Dataset entries:
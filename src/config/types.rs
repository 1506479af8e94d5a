//! Configuration types and CLI options.
//!
//! This module defines enums and structs used for command-line argument
//! parsing and configuration.

use std::path::PathBuf;

use clap::{Parser, ValueEnum};

use crate::config::constants::{
    default_schema_fields, DEFAULT_BATCH_SIZE, DEFAULT_BATCH_TIMEOUT_SECS, DEFAULT_DB_PATH,
    DEFAULT_DELIMITER, DEFAULT_PRIMARY_KEY_FIELD, DEFAULT_QUOTE,
};

/// Logging level for the application.
///
/// Controls the verbosity of log output, from most restrictive (Error) to
/// most verbose (Trace). Used with the `--log-level` CLI option.
#[derive(Clone, Debug, ValueEnum)]
pub enum LogLevel {
    Error,
    Warn,
    Info,
    Debug,
    Trace,
}

impl From<LogLevel> for log::LevelFilter {
    fn from(l: LogLevel) -> Self {
        match l {
            LogLevel::Error => log::LevelFilter::Error,
            LogLevel::Warn => log::LevelFilter::Warn,
            LogLevel::Info => log::LevelFilter::Info,
            LogLevel::Debug => log::LevelFilter::Debug,
            LogLevel::Trace => log::LevelFilter::Trace,
        }
    }
}

/// Log output format.
///
/// Controls how log messages (and the final summary) are formatted:
/// - `Plain`: Human-readable format with colors (default)
/// - `Json`: Structured JSON format for machine parsing
#[derive(Clone, Debug, ValueEnum)]
pub enum LogFormat {
    Plain,
    Json,
}

/// Command-line options and library configuration.
///
/// This struct is automatically generated by `clap` from the field
/// attributes, and doubles as the library configuration: construct it
/// programmatically with `Config { .. }` and `Default` when not parsing a
/// command line.
///
/// # Examples
///
/// ```bash
/// # Basic usage
/// table_loader reports.csv --table reports
///
/// # Pipe-delimited input with a custom batch size
/// table_loader reports.psv --table reports --delimiter '|' --batch-size 100
///
/// # Custom schema and primary key
/// table_loader users.csv --table users --schema id,name,email --primary-key-field id
/// ```
#[derive(Debug, Clone, Parser)]
#[command(
    name = "table_loader",
    about = "Bulk-loads a delimited text file into a key-value table."
)]
pub struct Config {
    /// File to read
    #[arg(value_parser)]
    pub input: PathBuf,

    /// Target table name
    #[arg(long)]
    pub table: String,

    /// Field delimiter (single ASCII character)
    #[arg(long, default_value_t = DEFAULT_DELIMITER)]
    pub delimiter: char,

    /// Quote character (single ASCII character)
    ///
    /// Quoted fields may embed the delimiter; a doubled quote character
    /// inside a quoted field encodes a literal quote.
    #[arg(long, default_value_t = DEFAULT_QUOTE)]
    pub quote_char: char,

    /// Field names, in input column order
    ///
    /// Columns beyond the schema length are ignored; rows with fewer
    /// columns than the schema are reported and skipped.
    #[arg(long, value_delimiter = ',', default_values_t = default_schema_fields())]
    pub schema: Vec<String>,

    /// Schema field used for upsert deduplication
    ///
    /// Re-loading an input replaces items that share this field's value
    /// instead of duplicating them.
    #[arg(long, default_value = DEFAULT_PRIMARY_KEY_FIELD)]
    pub primary_key_field: String,

    /// Maximum records buffered before a flush
    ///
    /// Flushes are additionally split to the store's own per-batch limit.
    #[arg(long, default_value_t = DEFAULT_BATCH_SIZE)]
    pub batch_size: usize,

    /// Per-batch write timeout in seconds
    #[arg(long, default_value_t = DEFAULT_BATCH_TIMEOUT_SECS)]
    pub batch_timeout_seconds: u64,

    /// Database path (SQLite file)
    #[arg(long, value_parser, default_value = DEFAULT_DB_PATH)]
    pub db_path: PathBuf,

    /// Log level: error|warn|info|debug|trace
    #[arg(long, value_enum, default_value_t = LogLevel::Info)]
    pub log_level: LogLevel,

    /// Log format: plain|json
    #[arg(long, value_enum, default_value_t = LogFormat::Plain)]
    pub log_format: LogFormat,
}

impl Default for Config {
    fn default() -> Self {
        Self {
            input: PathBuf::from("sample.csv"),
            table: "reports".to_string(),
            delimiter: DEFAULT_DELIMITER,
            quote_char: DEFAULT_QUOTE,
            schema: default_schema_fields(),
            primary_key_field: DEFAULT_PRIMARY_KEY_FIELD.to_string(),
            batch_size: DEFAULT_BATCH_SIZE,
            batch_timeout_seconds: DEFAULT_BATCH_TIMEOUT_SECS,
            db_path: PathBuf::from(DEFAULT_DB_PATH),
            log_level: LogLevel::Info,
            log_format: LogFormat::Plain,
        }
    }
}

#[cfg(test)]
mod tests {
    use super::*;

    #[test]
    fn test_log_level_conversion() {
        assert_eq!(
            log::LevelFilter::from(LogLevel::Error),
            log::LevelFilter::Error
        );
        assert_eq!(
            log::LevelFilter::from(LogLevel::Info),
            log::LevelFilter::Info
        );
        assert_eq!(
            log::LevelFilter::from(LogLevel::Trace),
            log::LevelFilter::Trace
        );
    }

    #[test]
    fn test_log_level_ordering() {
        // Error < Warn < Info < Debug < Trace
        let error = log::LevelFilter::from(LogLevel::Error);
        let warn = log::LevelFilter::from(LogLevel::Warn);
        let info = log::LevelFilter::from(LogLevel::Info);
        let debug = log::LevelFilter::from(LogLevel::Debug);
        let trace = log::LevelFilter::from(LogLevel::Trace);

        assert!(error < warn);
        assert!(warn < info);
        assert!(info < debug);
        assert!(debug < trace);
    }

    #[test]
    fn test_config_default() {
        let config = Config::default();
        assert_eq!(config.delimiter, ',');
        assert_eq!(config.quote_char, '"');
        assert_eq!(config.batch_size, 25);
        assert_eq!(config.batch_timeout_seconds, 30);
        assert_eq!(config.primary_key_field, "reportIdx");
        assert_eq!(config.schema.len(), 8);
        assert_eq!(config.schema[0], "date");
        assert_eq!(config.schema[7], "reportIdx");
        assert_eq!(config.db_path, PathBuf::from("./table_loader.db"));
    }

    #[test]
    fn test_config_parses_cli_overrides() {
        let config = Config::parse_from([
            "table_loader",
            "input.psv",
            "--table",
            "users",
            "--delimiter",
            "|",
            "--schema",
            "id,name,email",
            "--primary-key-field",
            "id",
            "--batch-size",
            "100",
        ]);
        assert_eq!(config.input, PathBuf::from("input.psv"));
        assert_eq!(config.table, "users");
        assert_eq!(config.delimiter, '|');
        assert_eq!(config.schema, vec!["id", "name", "email"]);
        assert_eq!(config.primary_key_field, "id");
        assert_eq!(config.batch_size, 100);
    }
}
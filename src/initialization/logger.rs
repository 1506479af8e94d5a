//! Logger initialization.
//!
//! This module provides functions to initialize the logger with custom formatting.

use std::io::Write;

use colored::*;
use log::LevelFilter;

use crate::config::LogFormat;
use crate::error_handling::InitializationError;

/// Initializes the logger with the specified level and format.
///
/// Configures `env_logger` with custom formatting. Supports both plain text
/// (with colors and emojis) and JSON formats for structured logging.
///
/// The logger reads from the `RUST_LOG` environment variable by default, but
/// the provided `level` parameter will override it. This allows developers to
/// use `RUST_LOG=debug` for quick debugging while still supporting explicit
/// CLI control via `--log-level`.
///
/// # Errors
///
/// Returns `InitializationError::LoggerError` if logger initialization fails.
///
/// # Examples
///
/// ```bash
/// # Use RUST_LOG for quick debugging (no CLI args needed)
/// RUST_LOG=debug table_loader reports.csv --table reports
///
/// # Override with CLI args (takes precedence)
/// RUST_LOG=debug table_loader reports.csv --table reports --log-level info
/// ```
pub fn init_logger_with(level: LevelFilter, format: LogFormat) -> Result<(), InitializationError> {
    colored::control::set_override(true);

    // Read from RUST_LOG environment variable first, then override with CLI arg
    let mut builder = env_logger::Builder::from_default_env();

    // Override with CLI-provided level (takes precedence over RUST_LOG)
    builder.filter_level(level);
    builder.filter_module("sqlx", LevelFilter::Info);
    builder.filter_module("table_loader", level);

    match format {
        LogFormat::Json => {
            builder.format(|buf, record| {
                writeln!(
                    buf,
                    "{{\"ts\":{},\"level\":\"{}\",\"target\":\"{}\",\"msg\":{}}}",
                    chrono::Utc::now().timestamp_millis(),
                    record.level(),
                    record.target(),
                    serde_json::to_string(&record.args().to_string())
                        .unwrap_or_else(|_| "\"\"".into())
                )
            });
        }
        LogFormat::Plain => {
            builder.format(|buf, record| {
                let level = record.level();
                let colored_level = match level {
                    log::Level::Error => level.to_string().red(),
                    log::Level::Warn => level.to_string().yellow(),
                    log::Level::Info => level.to_string().green(),
                    log::Level::Debug => level.to_string().blue(),
                    log::Level::Trace => level.to_string().purple(),
                };

                writeln!(
                    buf,
                    "{} [{}] {}",
                    record.target().cyan(),
                    colored_level,
                    record.args()
                )
            });
        }
    }

    // Use try_init() instead of init() to avoid panicking if the logger is
    // already initialized, which happens in tests
    builder.try_init().map_err(InitializationError::from)?;

    Ok(())
}

#[cfg(test)]
mod tests {
    use super::*;

    #[test]
    fn test_init_logger_does_not_panic() {
        // env_logger can only be initialized once per process; later calls
        // return Err, which is acceptable here
        let first = init_logger_with(LevelFilter::Info, LogFormat::Plain);
        let second = init_logger_with(LevelFilter::Debug, LogFormat::Json);
        assert!(first.is_ok() || second.is_err());
    }
}
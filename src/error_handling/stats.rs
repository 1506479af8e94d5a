//! Load anomaly statistics tracking.
//!
//! Thread-safe counters for the recoverable anomalies a run can hit.
//! Sequential loading only ever touches these from one task, but the
//! counters are shared between the loader and the batch writer, so they
//! use atomics behind an `Arc` rather than `&mut` plumbing.

use std::collections::HashMap;
use std::sync::atomic::{AtomicUsize, Ordering};

use strum::IntoEnumIterator;

use super::types::ErrorType;

/// Per-anomaly counters for a load run.
///
/// All types are initialized to zero on creation.
pub struct LoadStats {
    counters: HashMap<ErrorType, AtomicUsize>,
}

impl LoadStats {
    /// Creates a tracker with every anomaly type initialized to zero.
    pub fn new() -> Self {
        let mut counters = HashMap::new();
        for error_type in ErrorType::iter() {
            counters.insert(error_type, AtomicUsize::new(0));
        }
        LoadStats { counters }
    }

    /// Increment an anomaly counter.
    pub fn increment(&self, error_type: ErrorType) {
        if let Some(counter) = self.counters.get(&error_type) {
            counter.fetch_add(1, Ordering::Relaxed);
        } else {
            // All variants are inserted in new(); reaching this arm means a
            // variant was added without re-running the constructor.
            log::error!(
                "Attempted to increment counter for {:?} which is not in the map",
                error_type
            );
        }
    }

    /// Get the count for an anomaly type.
    pub fn get(&self, error_type: ErrorType) -> usize {
        self.counters
            .get(&error_type)
            .map(|c| c.load(Ordering::SeqCst))
            .unwrap_or(0)
    }

    /// Total anomaly count across all types.
    pub fn total(&self) -> usize {
        ErrorType::iter().map(|e| self.get(e)).sum()
    }

    /// Logs a per-type breakdown of the anomalies recorded during the run.
    pub fn print_statistics(&self) {
        if self.total() == 0 {
            log::debug!("No load anomalies recorded");
            return;
        }
        log::info!("Load anomalies:");
        for error_type in ErrorType::iter() {
            let count = self.get(error_type);
            if count > 0 {
                log::info!("  {}: {}", error_type, count);
            }
        }
    }
}

impl Default for LoadStats {
    fn default() -> Self {
        Self::new()
    }
}
//! Column-to-field mapping.
//!
//! A [`Schema`] binds an ordered list of field names to positional input
//! columns and designates one field as the primary key. Projecting a row
//! through the schema yields a [`Record`] ready for an upsert: the field
//! values in schema order plus the extracted key.
//!
//! Field names become store column names, so they are restricted to
//! identifier characters at construction time.

use serde::Serialize;

use crate::error_handling::SchemaError;

/// Returns true if `name` is usable as a table or column identifier.
///
/// Identifiers are interpolated into DDL and upsert statements (bind
/// parameters cannot carry identifiers), so anything outside
/// `[A-Za-z_][A-Za-z0-9_]*` is rejected up front.
pub fn is_valid_identifier(name: &str) -> bool {
    let mut chars = name.chars();
    match chars.next() {
        Some(c) if c.is_ascii_alphabetic() || c == '_' => {}
        _ => return false,
    }
    chars.all(|c| c.is_ascii_alphanumeric() || c == '_')
}

/// An ordered field-name-to-column mapping with a designated primary key.
#[derive(Debug, Clone)]
pub struct Schema {
    fields: Vec<String>,
    key_index: usize,
}

impl Schema {
    /// Builds a schema from field names in input column order.
    ///
    /// # Errors
    ///
    /// Returns a [`SchemaError`] if the field list is empty, contains an
    /// invalid or duplicate name, or does not contain `primary_key`.
    pub fn new(fields: Vec<String>, primary_key: &str) -> Result<Self, SchemaError> {
        if fields.is_empty() {
            return Err(SchemaError::Empty);
        }
        for (i, field) in fields.iter().enumerate() {
            if !is_valid_identifier(field) {
                return Err(SchemaError::InvalidFieldName(field.clone()));
            }
            if fields[..i].contains(field) {
                return Err(SchemaError::DuplicateField(field.clone()));
            }
        }
        let key_index = fields
            .iter()
            .position(|f| f == primary_key)
            .ok_or_else(|| SchemaError::UnknownPrimaryKey(primary_key.to_string()))?;
        Ok(Schema { fields, key_index })
    }

    /// Field names in column order.
    pub fn fields(&self) -> &[String] {
        &self.fields
    }

    /// Number of fields (and therefore required input columns).
    pub fn len(&self) -> usize {
        self.fields.len()
    }

    /// True if the schema has no fields. Never true for a constructed
    /// schema; provided for completeness alongside [`Schema::len`].
    pub fn is_empty(&self) -> bool {
        self.fields.is_empty()
    }

    /// The primary-key field name.
    pub fn primary_key(&self) -> &str {
        &self.fields[self.key_index]
    }

    /// Column index of the primary-key field.
    pub fn key_index(&self) -> usize {
        self.key_index
    }

    /// Maps a row's columns to a [`Record`] in schema order.
    ///
    /// Columns beyond the schema length are ignored. `row_index` is the
    /// 1-based line number, used only for error reporting.
    ///
    /// # Errors
    ///
    /// Returns a [`ShapeMismatch`] when the row has fewer columns than the
    /// schema requires.
    pub fn project(&self, row_index: usize, columns: &[String]) -> Result<Record, ShapeMismatch> {
        if columns.len() < self.fields.len() {
            return Err(ShapeMismatch {
                row_index,
                expected: self.fields.len(),
                actual: columns.len(),
            });
        }
        Ok(Record {
            key: columns[self.key_index].clone(),
            values: columns[..self.fields.len()].to_vec(),
        })
    }
}

/// One named record ready to be written, keyed for upsert.
///
/// `values` are aligned with the owning schema's field order; `key` is the
/// value of the primary-key field. Records are created per row and consumed
/// by a write, never retained.
#[derive(Debug, Clone)]
pub struct Record {
    /// Primary-key value used for upsert deduplication.
    pub key: String,
    /// Field values in schema order.
    pub values: Vec<String>,
}

/// A row that had fewer columns than the schema requires.
///
/// Collected into the run report so callers can see exactly which input
/// lines were dropped.
#[derive(Debug, Clone, Serialize)]
pub struct ShapeMismatch {
    /// 1-based line number of the offending row.
    pub row_index: usize,
    /// Schema length.
    pub expected: usize,
    /// Columns actually present.
    pub actual: usize,
}

impl From<ShapeMismatch> for crate::error_handling::LoadError {
    fn from(m: ShapeMismatch) -> Self {
        crate::error_handling::LoadError::RecordShapeMismatch {
            row_index: m.row_index,
            expected: m.expected,
            actual: m.actual,
        }
    }
}

#[cfg(test)]
mod tests {
    use super::*;

    fn strings(fields: &[&str]) -> Vec<String> {
        fields.iter().map(|f| f.to_string()).collect()
    }

    #[test]
    fn test_identifier_validation() {
        assert!(is_valid_identifier("reportIdx"));
        assert!(is_valid_identifier("_private"));
        assert!(is_valid_identifier("a1"));
        assert!(!is_valid_identifier(""));
        assert!(!is_valid_identifier("1abc"));
        assert!(!is_valid_identifier("bad-name"));
        assert!(!is_valid_identifier("drop table\"; --"));
    }

    #[test]
    fn test_schema_rejects_bad_configurations() {
        assert!(matches!(
            Schema::new(vec![], "id"),
            Err(SchemaError::Empty)
        ));
        assert!(matches!(
            Schema::new(strings(&["id", "bad name"]), "id"),
            Err(SchemaError::InvalidFieldName(_))
        ));
        assert!(matches!(
            Schema::new(strings(&["id", "id"]), "id"),
            Err(SchemaError::DuplicateField(_))
        ));
        assert!(matches!(
            Schema::new(strings(&["id", "name"]), "email"),
            Err(SchemaError::UnknownPrimaryKey(_))
        ));
    }

    #[test]
    fn test_project_maps_columns_in_order() {
        let schema = Schema::new(strings(&["id", "name", "email"]), "id").unwrap();
        let record = schema
            .project(1, &strings(&["42", "Ada", "ada@example.com"]))
            .unwrap();
        assert_eq!(record.key, "42");
        assert_eq!(record.values, strings(&["42", "Ada", "ada@example.com"]));
    }

    #[test]
    fn test_project_ignores_extra_columns() {
        let schema = Schema::new(strings(&["id", "name"]), "id").unwrap();
        let record = schema
            .project(1, &strings(&["42", "Ada", "extra", "more"]))
            .unwrap();
        assert_eq!(record.values, strings(&["42", "Ada"]));
    }

    #[test]
    fn test_project_reports_short_rows() {
        let schema = Schema::new(strings(&["id", "name", "email"]), "id").unwrap();
        let err = schema.project(5, &strings(&["42"])).unwrap_err();
        assert_eq!(err.row_index, 5);
        assert_eq!(err.expected, 3);
        assert_eq!(err.actual, 1);
    }

    #[test]
    fn test_primary_key_position() {
        let schema = Schema::new(strings(&["date", "stockId", "reportIdx"]), "reportIdx").unwrap();
        assert_eq!(schema.key_index(), 2);
        assert_eq!(schema.primary_key(), "reportIdx");
        let record = schema
            .project(1, &strings(&["2024-01-01", "ACM", "r-001"]))
            .unwrap();
        assert_eq!(record.key, "r-001");
    }
}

### WHAT YOU SHOULD DO
Say, as a single number and nothing more, how many lines of the entries contain the word "store".

### SOLVED PROBLEM
2